Research related to disinformation studies is increasing as an applied area of inquiry. The call to formally classify disinformation as a cybersecurity threat is made by advocates due to its increase in social networking sites. Researchers working for the University of Oxford found that over a three-year period the number of governments engaging in online disinformation rose from 28 in 2017, to 40 in 2018, and 70 in 2019. Despite the proliferation of social media websites, Facebook and Twitter showed the most activity in terms of active disinformation campaigns. Techniques reported on included the use of bots to amplify hate speech, the illegal harvesting of data, and paid trolls to harass and threaten journalists.

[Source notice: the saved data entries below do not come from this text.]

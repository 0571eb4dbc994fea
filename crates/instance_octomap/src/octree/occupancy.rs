//! Log-odds occupancy model.
//!
//! ```text
//! P(occupied) = 1 / (1 + exp(-log_odds))
//!
//! log_odds = log(P(occupied) / P(free))
//!
//! Update: log_odds_new = clamp(log_odds_old + log_odds_observation)
//! ```

use crate::config::SensorModel;

/// Log-odds of a probability.
#[inline]
pub fn logodds(probability: f64) -> f32 {
  (probability / (1.0 - probability)).ln() as f32
}

/// Probability of a log-odds value.
#[inline]
pub fn probability(log_odds: f32) -> f64 {
  1.0 - 1.0 / (1.0 + (log_odds as f64).exp())
}

/// Sensor model converted to log-odds increments and clamping bounds.
#[derive(Clone, Copy, Debug, PartialEq)]
pub struct LogOddsModel {
  pub hit: f32,
  pub miss: f32,
  pub clamp_min: f32,
  pub clamp_max: f32,
}

impl LogOddsModel {
  /// Log-odds above which a node counts as occupied (P = 0.5).
  pub const OCCUPIED_THRESHOLD: f32 = 0.0;

  pub fn new(model: &SensorModel) -> Self {
    Self {
      hit: logodds(model.hit),
      miss: logodds(model.miss),
      clamp_min: logodds(model.min),
      clamp_max: logodds(model.max),
    }
  }

  /// Apply one observation to a stored value.
  #[inline]
  pub fn update(&self, log_odds: f32, occupied: bool) -> f32 {
    let delta = if occupied { self.hit } else { self.miss };
    (log_odds + delta).clamp(self.clamp_min, self.clamp_max)
  }

  /// Occupancy of a cell saturated by hits.
  #[inline]
  pub fn saturated_occupancy(&self) -> f64 {
    probability(self.clamp_max)
  }

  #[inline]
  pub fn is_occupied(log_odds: f32) -> bool {
    log_odds > Self::OCCUPIED_THRESHOLD
  }
}

#[cfg(test)]
mod tests {
  use super::*;

  #[test]
  fn test_logodds_roundtrip() {
    for p in [0.12, 0.4, 0.5, 0.7, 0.97] {
      assert!((probability(logodds(p)) - p).abs() < 1e-6, "p = {}", p);
    }
    assert_eq!(logodds(0.5), 0.0);
  }

  #[test]
  fn test_update_clamps() {
    let model = LogOddsModel::new(&SensorModel::default());
    let mut value = 0.0;
    for _ in 0..50 {
      value = model.update(value, true);
    }
    assert_eq!(value, model.clamp_max);
    for _ in 0..50 {
      value = model.update(value, false);
    }
    assert_eq!(value, model.clamp_min);
  }

  /// Repeated hits never decrease occupancy.
  #[test]
  fn test_hits_are_monotonic() {
    let model = LogOddsModel::new(&SensorModel::default());
    let mut value = 0.0;
    for _ in 0..20 {
      let next = model.update(value, true);
      assert!(next >= value);
      value = next;
    }
  }

  #[test]
  fn test_saturated_occupancy_matches_max() {
    let model = LogOddsModel::new(&SensorModel::default());
    assert!((model.saturated_occupancy() - 0.97).abs() < 1e-6);
  }
}
//! Voxel ray traversal (3D DDA) over a VoxelOctree.
//!
//! # Algorithm
//!
//! Amanatides-Woo stepping: for each axis track the ray parameter `t` at
//! which the next voxel border is crossed, always step along the axis with
//! the smallest one.
//!
//! ```text
//!  origin ──► ░ ░ ░ ░ ░ ▓   ray_keys: every ░ (origin voxel included,
//!                             end voxel ▓ excluded)
//!  origin ──► · · · █        cast_ray: first known-occupied █, unknown
//!                             voxels are skipped
//! ```

use glam::DVec3;
use smallvec::SmallVec;

use super::key::{KeyCoder, VoxelKey};
use super::tree::VoxelOctree;

/// Keys traversed by one ray. Most rays stay within a few dozen voxels.
pub type KeyRay = SmallVec<[VoxelKey; 64]>;

/// DDA stepping state.
struct Traversal {
  key: VoxelKey,
  step: [i32; 3],
  t_max: [f64; 3],
  t_delta: [f64; 3],
}

impl Traversal {
  /// `direction` must be normalized.
  fn new(coder: &KeyCoder, origin: DVec3, direction: DVec3, key: VoxelKey) -> Self {
    let pitch = coder.pitch();
    let mut step = [0; 3];
    let mut t_max = [f64::INFINITY; 3];
    let mut t_delta = [f64::INFINITY; 3];
    for axis in 0..3 {
      let d = direction[axis];
      if d > 0.0 {
        step[axis] = 1;
      } else if d < 0.0 {
        step[axis] = -1;
      }
      if step[axis] != 0 {
        let border = coder.axis_key_to_coord(key.axis(axis)) + step[axis] as f64 * pitch * 0.5;
        t_max[axis] = (border - origin[axis]) / d;
        t_delta[axis] = pitch / d.abs();
      }
    }
    Self {
      key,
      step,
      t_max,
      t_delta,
    }
  }

  /// Step into the next voxel. Returns the ray parameter at which it was
  /// entered, `None` when leaving the key range.
  fn advance(&mut self) -> Option<f64> {
    let axis = if self.t_max[0] < self.t_max[1] {
      if self.t_max[0] < self.t_max[2] {
        0
      } else {
        2
      }
    } else if self.t_max[1] < self.t_max[2] {
      1
    } else {
      2
    };
    let entered_at = self.t_max[axis];
    let next = self.key.axis(axis) as i32 + self.step[axis];
    self.key.set_axis(axis, u16::try_from(next).ok()?);
    self.t_max[axis] += self.t_delta[axis];
    Some(entered_at)
  }

  fn t_next(&self) -> f64 {
    self.t_max[0].min(self.t_max[1]).min(self.t_max[2])
  }
}

/// Ray parameter at which a ray leaves the box `[min, max]`. `None` when the
/// ray misses it or the box lies behind the origin.
fn slab_exit(origin: DVec3, direction: DVec3, min: DVec3, max: DVec3) -> Option<f64> {
  let mut t_enter = f64::NEG_INFINITY;
  let mut t_exit = f64::INFINITY;
  for axis in 0..3 {
    let d = direction[axis];
    if d == 0.0 {
      if origin[axis] < min[axis] || origin[axis] > max[axis] {
        return None;
      }
      continue;
    }
    let t0 = (min[axis] - origin[axis]) / d;
    let t1 = (max[axis] - origin[axis]) / d;
    t_enter = t_enter.max(t0.min(t1));
    t_exit = t_exit.min(t0.max(t1));
  }
  (t_exit >= t_enter.max(0.0)).then_some(t_exit)
}

impl VoxelOctree {
  /// Keys of the voxels traversed from `origin` to `end`.
  ///
  /// The origin voxel is included, the end voxel is not. `None` when either
  /// endpoint or an intermediate voxel is outside the key range.
  pub fn ray_keys(&self, origin: DVec3, end: DVec3) -> Option<KeyRay> {
    let coder = self.coder();
    let key_origin = coder.coord_to_key(origin)?;
    let key_end = coder.coord_to_key(end)?;
    let mut ray = KeyRay::new();
    if key_origin == key_end {
      return Some(ray);
    }
    ray.push(key_origin);

    let delta = end - origin;
    let length = delta.length();
    let direction = delta / length;
    let mut traversal = Traversal::new(coder, origin, direction, key_origin);

    loop {
      traversal.advance()?;
      if traversal.key == key_end {
        break;
      }
      // Numerical drift can step past the end voxel without hitting it.
      if traversal.t_next() > length {
        break;
      }
      ray.push(traversal.key);
    }
    Some(ray)
  }

  /// Cast a ray and return the center of the first occupied voxel.
  ///
  /// Unknown voxels are skipped. `max_range` bounds the distance from
  /// `origin` to a candidate voxel center; `None` casts until the ray leaves
  /// the region this tree has ever observed.
  pub fn cast_ray(&self, origin: DVec3, direction: DVec3, max_range: Option<f64>) -> Option<DVec3> {
    let extent = self.extent()?;
    let coder = self.coder();
    let direction = direction.try_normalize()?;
    let key = coder.coord_to_key(origin)?;

    if self.is_occupied_key(key) {
      return Some(coder.key_to_coord(key));
    }

    let half = DVec3::splat(coder.pitch() * 0.5);
    let extent_min = coder.key_to_coord(extent.min) - half;
    let extent_max = coder.key_to_coord(extent.max) + half;
    let t_exit = slab_exit(origin, direction, extent_min, extent_max)?;
    let max_range_sq = max_range.filter(|range| *range > 0.0).map(|range| range * range);

    let mut traversal = Traversal::new(coder, origin, direction, key);
    loop {
      let entered_at = traversal.advance()?;
      if entered_at > t_exit {
        return None;
      }
      let center = coder.key_to_coord(traversal.key);
      if let Some(limit) = max_range_sq {
        if (center - origin).length_squared() > limit {
          return None;
        }
      }
      if self.is_occupied_key(traversal.key) {
        return Some(center);
      }
    }
  }
}

#[cfg(test)]
#[path = "ray_test.rs"]
mod ray_test;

Whereas disinformation research focuses primarily on how actors orchestrate deceptions on social media, primarily via fake news, new research investigates how people take what started as deceptions and circulate them as their personal views. As a result, research shows that disinformation can be conceptualized as a program that encourages engagement in oppositional fantasies (i.e., culture wars), through which disinformation circulates as rhetorical ammunition for never-ending arguments. As disinformation entangles with culture wars, identity-driven controversies constitute a vehicle through which disinformation disseminates on social media. This means that disinformation thrives, not despite raucous grudges but because of them. The reason is that controversies provide fertile ground for never-ending debates that solidify points of view.
Consequences of exposure to disinformation onlineEdit
There is a broad consensus amongst scholars that there is a high degree of disinformation, misinformation, and propaganda online; however, it is unclear to what extent such disinformation has on political attitudes in the public and, therefore, political outcomes. This conventional wisdom has come mostly from investigative journalists, with a particular rise during the 2016 U.S. election: some of the earliest work came from Craig Silverman at Buzzfeed News. Cass Sunstein supported this in #Republic, arguing that the internet would become rife with echo chambers and informational cascades of misinformation leading to a highly polarized and ill-informed society.
Research after the 2016 election found: (1) for 14 percent of Americans social media was their “most important” source of election news; 2) known false news stories “favoring Trump were shared a total of 30 million times on Facebook, while those favoring Clinton were shared 8 million times”; 3) the average American adult saw fake news stories, “with just over half of those who recalled seeing them believing them”; and 4) people are more likely to “believe stories that favor their preferred candidate, especially if they have ideologically segregated social media networks.”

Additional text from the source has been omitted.